The argument for the first part is that used by Lang in his Algebra: suppose $A$ is a finitely generated torsion-free abelian group; we may assume it is nonzero. Pick $x_1,\ldots,x_n\in A$ that are maximal with respect to the property that if $\alpha_1x_1+\cdots +\alpha_nx_n=0$, then $\alpha_i=0$ for all $i$. Let $B$ be the subgroup generated by the $x_i$; note that $B$ is free abelian.

Let $y_1,\ldots,y_k$ be a generating set for $A$. For each $i$, there exists an integer $d_i\neq 0$ and integers $\beta_1,\ldots,\beta_n$, not all zero, such that $d_iy +\beta_1x_1 + \cdots +\beta_n x_n=0$; that is, $d_iy_i\in B$. Letting $d=\mathrm{lcm}(d_1,\ldots,d_k)$, we have that $dA$ is contained in $B$. Since $A$ is torsion free, the map $A\to B$ given by $x\mapsto dx$ is an injection, so $A$ is isomorphic to a subgroup of a free abelian group, hence $A$ is free abelian.

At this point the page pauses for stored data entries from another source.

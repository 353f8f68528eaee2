use std::{fmt, fmt::Display};

use crate::fw;

#[derive(Debug, Clone, Copy, PartialEq, Eq)]
pub enum Codec {
    H264,
    Hevc,
}

impl Display for Codec {
    fn fmt(&self, f: &mut fmt::Formatter<'_>) -> fmt::Result {
        match self {
            Self::H264 => f.write_str("h264"),
            Self::Hevc => f.write_str("hevc"),
        }
    }
}

#[derive(Debug, Clone, Copy, PartialEq, Eq)]
pub enum Profile {
    Main,
    Main10,
}

impl Profile {
    pub(crate) fn idc(self) -> u32 {
        match self {
            Self::Main => 1,
            Self::Main10 => 2,
        }
    }
}

#[derive(Debug, Clone, Copy, PartialEq, Eq, Default)]
pub enum Tier {
    #[default]
    Main,
    High,
}

/// HEVC coding levels, carrying the standard `general_level_idc` value.
#[derive(Debug, Clone, Copy, PartialEq, Eq)]
pub enum Level {
    L1,
    L2,
    L2_1,
    L3,
    L3_1,
    L4,
    L4_1,
    L5,
    L5_1,
    L5_2,
    L6,
    L6_1,
    L6_2,
}

impl Level {
    pub fn idc(self) -> u32 {
        match self {
            Self::L1 => 30,
            Self::L2 => 60,
            Self::L2_1 => 63,
            Self::L3 => 90,
            Self::L3_1 => 93,
            Self::L4 => 120,
            Self::L4_1 => 123,
            Self::L5 => 150,
            Self::L5_1 => 153,
            Self::L5_2 => 156,
            Self::L6 => 180,
            Self::L6_1 => 183,
            Self::L6_2 => 186,
        }
    }

    /// Per-level DPB capacity in 16x16 luma units (6 * MaxLumaPs / 256),
    /// used to size the reference-picture pool.
    pub(crate) fn dpb_budget_16x16(self) -> u32 {
        match self {
            Self::L1 => 864,
            Self::L2 => 2880,
            Self::L2_1 => 5760,
            Self::L3 => 12960,
            Self::L3_1 => 23040,
            Self::L4 | Self::L4_1 => 52224,
            Self::L5 | Self::L5_1 | Self::L5_2 => 208896,
            Self::L6 | Self::L6_1 | Self::L6_2 => 835584,
        }
    }
}

/// Hardware generation tag. Selects the surface addressing formula once
/// per session; the two variants are mutually exclusive.
#[derive(Debug, Clone, Copy, PartialEq, Eq)]
pub enum GpuGeneration {
    /// Pre-gfx9 parts with tiled reconstructed surfaces.
    Legacy,
    /// gfx9 and newer, linear addressing with a swizzle mode.
    Gfx9,
}

#[derive(Debug, Clone, Copy, PartialEq, Eq)]
pub struct FirmwareVersion {
    pub major: u32,
    pub minor: u32,
}

impl Display for FirmwareVersion {
    fn fmt(&self, f: &mut fmt::Formatter<'_>) -> fmt::Result {
        write!(f, "{}.{}", self.major, self.minor)
    }
}

#[derive(Debug, Clone, Copy, PartialEq, Eq)]
pub enum RateControlMethod {
    None,
    LatencyConstrainedVbr,
    PeakConstrainedVbr,
    Cbr,
}

impl RateControlMethod {
    pub(crate) fn hw_tag(self) -> u32 {
        match self {
            Self::None => fw::RATE_CONTROL_METHOD_NONE,
            Self::LatencyConstrainedVbr => fw::RATE_CONTROL_METHOD_LATENCY_CONSTRAINED_VBR,
            Self::PeakConstrainedVbr => fw::RATE_CONTROL_METHOD_PEAK_CONSTRAINED_VBR,
            Self::Cbr => fw::RATE_CONTROL_METHOD_CBR,
        }
    }
}

#[derive(Debug, Clone)]
pub struct RateControl {
    pub method: RateControlMethod,
    pub target_bitrate: u32,
    pub peak_bitrate: u32,
    pub frame_rate_num: u32,
    pub frame_rate_den: u32,
    pub vbv_buffer_size: u32,
    /// Initial VBV fullness in 1/64ths of the buffer size.
    pub vbv_buffer_level: u32,
    pub qp: u32,
    pub min_qp: u32,
    pub max_qp: u32,
    pub max_au_size: u32,
    pub filler_data: bool,
    pub skip_frame: bool,
    pub enforce_hrd: bool,
}

impl Default for RateControl {
    fn default() -> Self {
        Self {
            method: RateControlMethod::None,
            target_bitrate: 0,
            peak_bitrate: 0,
            frame_rate_num: 30,
            frame_rate_den: 1,
            vbv_buffer_size: 0,
            vbv_buffer_level: 64,
            qp: 26,
            min_qp: 0,
            max_qp: 51,
            max_au_size: 0,
            filler_data: false,
            skip_frame: false,
            enforce_hrd: false,
        }
    }
}

#[derive(Debug, Clone, Copy, PartialEq, Eq, Default)]
pub enum QualityPreset {
    #[default]
    Speed,
    Balance,
    Quality,
}

impl QualityPreset {
    pub(crate) fn op_tag(self) -> u32 {
        match self {
            Self::Speed => fw::IB_OP_SET_SPEED_ENCODING_MODE,
            Self::Balance => fw::IB_OP_SET_BALANCE_ENCODING_MODE,
            Self::Quality => fw::IB_OP_SET_QUALITY_ENCODING_MODE,
        }
    }
}

#[derive(Debug, Clone)]
pub struct SessionConfig {
    pub codec: Codec,
    pub width: u32,
    pub height: u32,
    pub profile: Profile,
    pub tier: Tier,
    pub level: Level,
    pub bit_depth: u32,
    pub intra_period: u32,
    pub num_temporal_layers: u32,
    pub rate_control: RateControl,
    pub quality_preset: QualityPreset,
    pub gpu_generation: GpuGeneration,
    pub firmware: FirmwareVersion,
}

impl SessionConfig {
    #[must_use]
    pub fn new(codec: Codec, width: u32, height: u32, gpu_generation: GpuGeneration) -> Self {
        Self {
            codec,
            width,
            height,
            profile: Profile::Main,
            tier: Tier::Main,
            level: Level::L4_1,
            bit_depth: 8,
            intra_period: 30,
            num_temporal_layers: 1,
            rate_control: RateControl::default(),
            quality_preset: QualityPreset::default(),
            gpu_generation,
            firmware: FirmwareVersion {
                major: fw::FW_INTERFACE_MAJOR,
                minor: fw::FW_INTERFACE_MINOR,
            },
        }
    }
}

impl Display for SessionConfig {
    fn fmt(&self, f: &mut fmt::Formatter<'_>) -> fmt::Result {
        write!(
            f,
            "SessionConfig(codec={}, {}x{}, level_idc={}, fw={})",
            self.codec,
            self.width,
            self.height,
            self.level.idc(),
            self.firmware
        )
    }
}

#[derive(Debug, Clone, Copy, PartialEq, Eq)]
pub enum PictureType {
    Idr,
    I,
    P,
    B,
    Skip,
}

impl PictureType {
    pub(crate) fn hw_tag(self) -> u32 {
        match self {
            Self::B => fw::PICTURE_TYPE_B,
            Self::P => fw::PICTURE_TYPE_P,
            Self::Idr | Self::I => fw::PICTURE_TYPE_I,
            Self::Skip => fw::PICTURE_TYPE_SKIP,
        }
    }

    pub fn is_intra(self) -> bool {
        matches!(self, Self::Idr | Self::I)
    }
}

#[derive(Debug, Clone, Copy, PartialEq, Eq, Default)]
pub struct CropRect {
    pub left: u32,
    pub right: u32,
    pub top: u32,
    pub bottom: u32,
}

impl CropRect {
    pub fn any(&self) -> bool {
        self.left != 0 || self.right != 0 || self.top != 0 || self.bottom != 0
    }
}

/// Optional VUI block carried into the SPS. Every presence flag gates its
/// dependent fields.
#[derive(Debug, Clone, Default)]
pub struct VuiInfo {
    pub present: bool,
    pub aspect_ratio_info_present: bool,
    pub aspect_ratio_idc: u32,
    pub sar_width: u32,
    pub sar_height: u32,
    pub timing_info_present: bool,
    pub num_units_in_tick: u32,
    pub time_scale: u32,
    pub chroma_loc_info_present: bool,
    pub chroma_sample_loc_type_top: u32,
    pub chroma_sample_loc_type_bottom: u32,
}

#[derive(Debug, Clone, Default)]
pub struct SliceConfig {
    /// 0 means one slice covering the whole picture.
    pub num_ctbs_per_slice: u32,
}

#[derive(Debug, Clone, Default)]
pub struct DeblockingConfig {
    pub loop_filter_across_slices_enabled: bool,
    pub deblocking_filter_disabled: bool,
    pub beta_offset_div2: i32,
    pub tc_offset_div2: i32,
    pub cb_qp_offset: i32,
    pub cr_qp_offset: i32,
}

/// Caller-supplied per-frame picture description.
#[derive(Debug, Clone)]
pub struct PictureDesc {
    pub picture_type: PictureType,
    pub frame_num: u32,
    pub pic_order_cnt: u32,
    pub crop: Option<CropRect>,
    pub vui: VuiInfo,
    pub slice: SliceConfig,
    pub deblocking: DeblockingConfig,
    pub input_picture: PictureHandle,
}

impl PictureDesc {
    #[must_use]
    pub fn new(picture_type: PictureType, frame_num: u32, input_picture: PictureHandle) -> Self {
        Self {
            picture_type,
            frame_num,
            pic_order_cnt: frame_num,
            crop: None,
            vui: VuiInfo::default(),
            slice: SliceConfig::default(),
            deblocking: DeblockingConfig::default(),
            input_picture,
        }
    }
}

/// Opaque GPU buffer handle owned by the winsys.
#[derive(Debug, Clone, Copy, PartialEq, Eq, Hash)]
pub struct GpuBuffer(pub u64);

/// Opaque picture-buffer handle resolved by the winsys into plane views.
#[derive(Debug, Clone, Copy, PartialEq, Eq, Hash)]
pub struct PictureHandle(pub u64);

#[derive(Debug, Clone, Copy, PartialEq, Eq)]
pub enum Plane {
    Luma,
    Chroma,
}

/// One plane of an input picture as the hardware sees it.
#[derive(Debug, Clone, Copy)]
pub struct PlaneView {
    pub buffer: GpuBuffer,
    pub offset: u64,
    pub pitch: u32,
}

/// Destination region for the compressed output of one frame.
#[derive(Debug, Clone, Copy)]
pub struct BitstreamBuffer {
    pub buffer: GpuBuffer,
    pub offset: u32,
    pub size: u32,
}

#[derive(Debug, Clone, Copy, PartialEq, Eq)]
pub enum BufferDomain {
    Vram,
    Gtt,
}

#[derive(Debug, Clone, Copy, PartialEq, Eq)]
pub enum BufferAccess {
    Read,
    Write,
    ReadWrite,
}

/// Completion token for one `encode_bitstream` call. Redeemed at most once
/// through `Encoder::get_feedback`.
#[derive(Debug, Clone, Copy, PartialEq, Eq, Hash)]
#[must_use = "feedback must be collected or the buffer leaks"]
pub struct FeedbackHandle(pub(crate) u64);

impl FeedbackHandle {
    pub(crate) fn new(id: u64) -> Self {
        Self(id)
    }

    pub(crate) fn id(self) -> u64 {
        self.0
    }
}

#[derive(Debug, thiserror::Error)]
pub enum EncodeError {
    #[error("unsupported codec: {0}")]
    UnsupportedCodec(Codec),
    #[error("unsupported firmware interface {0}")]
    UnsupportedInterface(FirmwareVersion),
    #[error("invalid session config: {0}")]
    InvalidConfig(String),
    #[error("buffer allocation failed: {0}")]
    Allocation(String),
    #[error("winsys error: {0}")]
    Winsys(String),
    #[error("no active encode session")]
    SessionNotStarted,
    #[error("encode session already closed")]
    SessionClosed,
    #[error("unknown or already collected feedback handle")]
    UnknownFeedback,
}

/// External command-submission and buffer-lifecycle collaborator. The
/// encoder core never touches GPU memory itself; it only references
/// addresses handed out here. `map` is the single blocking point and
/// carries wait-for-completion semantics.
pub trait Winsys {
    fn create_buffer(&mut self, size: u64, domain: BufferDomain) -> Result<GpuBuffer, EncodeError>;

    fn destroy_buffer(&mut self, buffer: GpuBuffer);

    /// Maps a buffer and returns a snapshot of its contents. May block
    /// until the hardware has finished writing it.
    fn map(&mut self, buffer: GpuBuffer) -> Result<Vec<u8>, EncodeError>;

    fn gpu_address(&self, buffer: GpuBuffer) -> u64;

    fn add_buffer_reference(&mut self, buffer: GpuBuffer, access: BufferAccess);

    fn submit(&mut self, stream: &[u32]) -> Result<(), EncodeError>;

    /// Resolves an opaque picture handle into the plane the hardware reads.
    fn resolve_picture(
        &self,
        picture: PictureHandle,
        plane: Plane,
    ) -> Result<PlaneView, EncodeError>;
}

Thus, if $A$ is a finitely generated group, and $tA$ is its torsion group, we know that $A/tA$ is finitely generated and torsion-free, hence free. Let $x_1,\ldots,x_k$ be a basis for $A/tA$. For each $i$, let $a_i\in A$ be any element that maps to $x_i$ under the canonical projection $\pi\colon A\to A/tA$. Since $A/tA$ is free, we have a (unique) group homomorphism $\rho\colon A/tA\to A$ that maps $x_i$ to $a_i$. Since $\pi\circ\rho = \mathrm{id}_{A/tA}$, then $\rho$ must be one-to-one, hence $A/tA$ is isomorphic to its image under $\rho$ inside of $A$. Thus, $A$ has a subgroup that is isomorphic to $A/tA$.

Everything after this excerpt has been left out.